Cancer Research Institute and Department of Chemistry and Biochemistry, Arizona State University, Tempe, Arizona 85287-1604, United States.
J Nat Prod. 2012 Mar 23;75(3):385-93. doi: 10.1021/np200797x. Epub 2012 Feb 10.

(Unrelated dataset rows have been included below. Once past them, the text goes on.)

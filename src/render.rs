//! The boundary with whatever draws the simulation.
//!
//! The core never draws. It hands box and line geometry to a
//! [`RenderTarget`] implemented by the driver (a window, a test recorder...),
//! shifted by the offsets in [`RenderContext`].

use serde::{Deserialize, Serialize};

use crate::collision::Aabb;
use crate::math::Vec2;
use crate::world::BodyHandle;

#[derive(Debug, Clone, Copy, PartialEq, Eq, Default, Serialize, Deserialize)]
pub struct Rgb(pub u8, pub u8, pub u8);

/// Draw-time state owned by the driver.
#[derive(Debug, Clone, Copy, PartialEq, Default, Serialize, Deserialize)]
pub struct RenderContext {
    /// Translation applied to everything drawn (camera scroll).
    pub offset: Vec2,
}

impl RenderContext {
    pub fn new(offset: Vec2) -> Self {
        Self { offset }
    }
}

pub trait RenderTarget {
    type Error;

    /// Draws one body. `bounds` already includes the render offset; the
    /// body's appearance is up to the target.
    fn draw_box(&mut self, body: BodyHandle, bounds: Aabb) -> Result<(), Self::Error>;

    /// Draws a straight line between two points that already include the
    /// render offset.
    fn draw_line(&mut self, from: Vec2, to: Vec2, colour: Rgb, width: f32) -> Result<(), Self::Error>;
}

Toward the objective of designing a structurally modified analogue of the combretastatin A-4 phosphate prodrug (1b) with the potential for increased specificity toward thyroid carcinoma, synthesis of a series of iodocombstatin phosphate (11a-h) and diiodocombstatin phosphate prodrugs (12a-h) has been accomplished. The diiodo series was obtained via 8a and 9c from condensation of 4 and 6, and the iodo sequence involved a parallel pathway. Both series of iodocombstatins were found to display significant to powerful inhibition of the growth of a panel of human cancer cell lines and of the murine P388 lymphocytic leukemia cell line. Of the diiodo series, 12a was also found to markedly inhibit growth of pediatric neuroblastoma, and monoiodocombstatin 9a strongly inhibited HUVEC growth. Overall, the strongest activity was found against the breast, CNS, leukemia, lung, and prostate cancer cell lines and the least activity against the pancreas and colon lines. Parallel biological investigations of tubulin interaction, antiangiogenesis, and antimicrobial effects were also conducted.
为了设计具有增加甲状腺癌特异性潜力的 combretastatin A-4 磷酸盐前药(1b)的结构修饰类似物这一目标,已经完成了一系列碘代 combstatin 磷酸盐(11a-h)和二碘代 combstatin 磷酸盐前药(12a-h)的合成。二碘系列是通过 8a 和 9c 从 4 和 6 的缩合获得的,碘代序列涉及平行途径。这两个碘代 combstatin 系列都被发现对一系列人类癌细胞系和鼠 P388 淋巴细胞白血病细胞系的生长具有显著到强大的抑制作用。在二碘系列中,12a 还被发现明显抑制小儿神经母细胞瘤的生长,而单碘代 combstatin 9a 强烈抑制 HUVEC 的生长。总的来说,对乳腺癌、中枢神经系统癌、白血病、肺癌和前列腺癌细胞系的活性最强,对胰腺和结肠细胞系的活性最弱。还进行了平行的微管相互作用、抗血管生成和抗菌作用的生物学研究。